## WHAT YOU WILL DO
Below are some records. Pull every line that contains the word "watched".

## DATA SHOWN
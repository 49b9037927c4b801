//! Copyright (c) 2025, Kirky.X
//!
//! MIT License
//!
//! 并发请求合并测试

#[path = "../common/mod.rs"]
mod common;

use async_trait::async_trait;
use common::{echo_value, setup_logging, wait_until, GatedLoader};
use multiflight::cli::{run_stress, StressArgs};
use multiflight::{Context, Group, LoadResult, Loader};
use rand::Rng;
use std::collections::HashSet;
use std::sync::atomic::{AtomicUsize, Ordering};
use std::sync::{Arc, Mutex};
use std::time::Duration;
use tokio::sync::Barrier;

const ALL_KEYS: u64 = 500;
const WORKERS: usize = 1000;
const LOOPS: usize = 5;
const BATCH_SIZE: u64 = 20;

/// 检测同一个键是否被并发加载的加载器
#[derive(Default)]
struct ExclusiveLoader {
    loading: Mutex<HashSet<u64>>,
    loads: AtomicUsize,
    keys_loaded: AtomicUsize,
    overlaps: AtomicUsize,
}

#[async_trait]
impl Loader<u64, String> for ExclusiveLoader {
    async fn load(&self, _ctx: Context, keys: Vec<u64>) -> LoadResult<u64, String> {
        {
            let mut loading = self.loading.lock().unwrap();
            for key in &keys {
                if !loading.insert(*key) {
                    self.overlaps.fetch_add(1, Ordering::SeqCst);
                }
            }
        }
        self.loads.fetch_add(1, Ordering::SeqCst);
        self.keys_loaded.fetch_add(keys.len(), Ordering::SeqCst);

        let sleep = rand::thread_rng().gen_range(0..20);
        tokio::time::sleep(Duration::from_millis(sleep)).await;

        {
            let mut loading = self.loading.lock().unwrap();
            for key in &keys {
                loading.remove(key);
            }
        }
        Ok(keys.into_iter().map(|k| (k, echo_value(k))).collect())
    }
}

#[tokio::test(flavor = "multi_thread", worker_threads = 8)]
async fn test_overlapping_batches_share_in_flight_keys() {
    setup_logging();

    let group = Arc::new(Group::<u64, String>::new());
    let (loader, mut started) = GatedLoader::new();
    let loader = Arc::new(loader);

    let first = {
        let (group, loader) = (group.clone(), loader.clone());
        tokio::spawn(async move {
            group
                .load_many(&Context::background(), vec![1, 2, 3], &*loader)
                .await
        })
    };
    assert_eq!(started.recv().await.unwrap(), vec![1, 2, 3]);

    let second = {
        let (group, loader) = (group.clone(), loader.clone());
        tokio::spawn(async move {
            group
                .load_many(&Context::background(), vec![2, 3, 4], &*loader)
                .await
        })
    };
    // 第二个请求只需要加载尚未在途的键
    assert_eq!(started.recv().await.unwrap(), vec![4]);
    assert_eq!(group.in_flight(), 4);

    loader.release(2);

    let first = first.await.unwrap().unwrap();
    let second = second.await.unwrap().unwrap();
    assert_eq!(first.len(), 3);
    assert_eq!(second.len(), 3);
    for key in 2..=3 {
        assert_eq!(first.get(&key), second.get(&key));
    }
    assert_eq!(second.get(&4), Some(&echo_value(4)));

    assert_eq!(loader.call_count(), 2);
    assert!(group.is_idle());
    let stats = group.stats();
    assert_eq!(stats.hits, 2);
    assert_eq!(stats.misses, 4);
}

#[tokio::test(flavor = "multi_thread", worker_threads = 8)]
async fn test_many_waiters_single_load() {
    let group = Arc::new(Group::<u64, String>::new());
    let (loader, mut started) = GatedLoader::new();
    let loader = Arc::new(loader);
    let callers = 64;
    let barrier = Arc::new(Barrier::new(callers));

    let mut handles = Vec::new();
    for _ in 0..callers {
        let (group, loader, barrier) = (group.clone(), loader.clone(), barrier.clone());
        handles.push(tokio::spawn(async move {
            barrier.wait().await;
            group
                .load_many(&Context::background(), vec![42], &*loader)
                .await
        }));
    }

    assert_eq!(started.recv().await.unwrap(), vec![42]);
    let watched = group.clone();
    wait_until("all callers to join the flight", || {
        watched.stats().requests == callers as u64
    })
    .await;
    loader.release(1);

    for handle in handles {
        let values = handle.await.unwrap().unwrap();
        assert_eq!(values.get(&42), Some(&echo_value(42)));
    }
    assert_eq!(loader.call_count(), 1);
    assert!(group.is_idle());
}

#[tokio::test(flavor = "multi_thread", worker_threads = 8)]
async fn test_failure_reaches_every_waiter() {
    setup_logging();

    let group = Arc::new(Group::<u64, String>::new());
    let (loader, mut started) = GatedLoader::failing("backend unavailable");
    let loader = Arc::new(loader);

    let owner = {
        let (group, loader) = (group.clone(), loader.clone());
        tokio::spawn(async move {
            group
                .load_many(&Context::background(), vec![1, 2], &*loader)
                .await
        })
    };
    started.recv().await.unwrap();

    // 只命中在途记录，不会触发新的加载
    let follower = {
        let (group, loader) = (group.clone(), loader.clone());
        tokio::spawn(async move {
            group
                .load_many(&Context::background(), vec![2], &*loader)
                .await
        })
    };
    let watched = group.clone();
    wait_until("follower to join the flight", || watched.stats().hits == 1).await;

    loader.release(1);

    let owner_err = owner.await.unwrap().unwrap_err();
    let follower_err = follower.await.unwrap().unwrap_err();
    assert_eq!(owner_err.to_string(), "backend unavailable");
    assert_eq!(follower_err.to_string(), "backend unavailable");
    assert_eq!(loader.call_count(), 1);
    assert!(group.is_idle());
}

#[tokio::test(flavor = "multi_thread", worker_threads = 16)]
async fn test_random_overlapping_workload() {
    setup_logging();

    let group = Arc::new(Group::<u64, String>::new());
    let loader = Arc::new(ExclusiveLoader::default());

    let mut handles = Vec::with_capacity(WORKERS);
    for _ in 0..WORKERS {
        let (group, loader) = (group.clone(), loader.clone());
        handles.push(tokio::spawn(async move {
            let ctx = Context::background();
            for _ in 0..LOOPS {
                let from = rand::thread_rng().gen_range(0..ALL_KEYS - BATCH_SIZE);
                let keys: Vec<u64> = (from..from + BATCH_SIZE).collect();

                let values = group
                    .load_many(&ctx, keys.iter().copied(), &*loader)
                    .await
                    .unwrap();
                assert_eq!(values.len(), keys.len());
                for key in &keys {
                    assert_eq!(values.get(key), Some(&echo_value(*key)));
                }
            }
        }));
    }

    for handle in handles {
        handle.await.unwrap();
    }

    assert!(group.is_idle(), "registry must be empty after all callers");
    assert_eq!(loader.overlaps.load(Ordering::SeqCst), 0);

    let stats = group.stats();
    assert_eq!(stats.requests, (WORKERS * LOOPS) as u64);
    assert_eq!(stats.keys_requested, WORKERS as u64 * LOOPS as u64 * BATCH_SIZE);
    assert_eq!(stats.loads, loader.loads.load(Ordering::SeqCst) as u64);
    assert_eq!(stats.misses, loader.keys_loaded.load(Ordering::SeqCst) as u64);
    assert_eq!(stats.hits + stats.misses, stats.keys_requested);
    tracing::info!(
        "load times: {}, batch sizes: {:?}",
        stats.loads,
        stats.batch_sizes
    );
}

#[tokio::test(flavor = "multi_thread", worker_threads = 4)]
async fn test_stress_command() {
    let args = StressArgs {
        workers: 50,
        loops: 3,
        batch_size: 10,
        keys: 100,
        max_sleep_ms: 5,
        config: None,
        json: false,
        prometheus: false,
    };

    let report = run_stress(&args).await.unwrap();
    assert_eq!(report.verified_keys, 50 * 3 * 10);
    assert_eq!(report.in_flight_after, 0);
    assert_eq!(report.stats.requests, 150);
    assert_eq!(report.group, "stress");
}

#[tokio::test]
async fn test_stress_command_rejects_bad_args() {
    let args = StressArgs {
        workers: 1,
        loops: 1,
        batch_size: 10,
        keys: 10,
        max_sleep_ms: 0,
        config: None,
        json: false,
        prometheus: false,
    };
    assert!(run_stress(&args).await.is_err());
}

## SOLUTION TO THIS TASK
    let watched = group.clone();
        watched.stats().requests == callers as u64
    let watched = group.clone();
    wait_until("follower to join the flight", || watched.stats().hits == 1).await;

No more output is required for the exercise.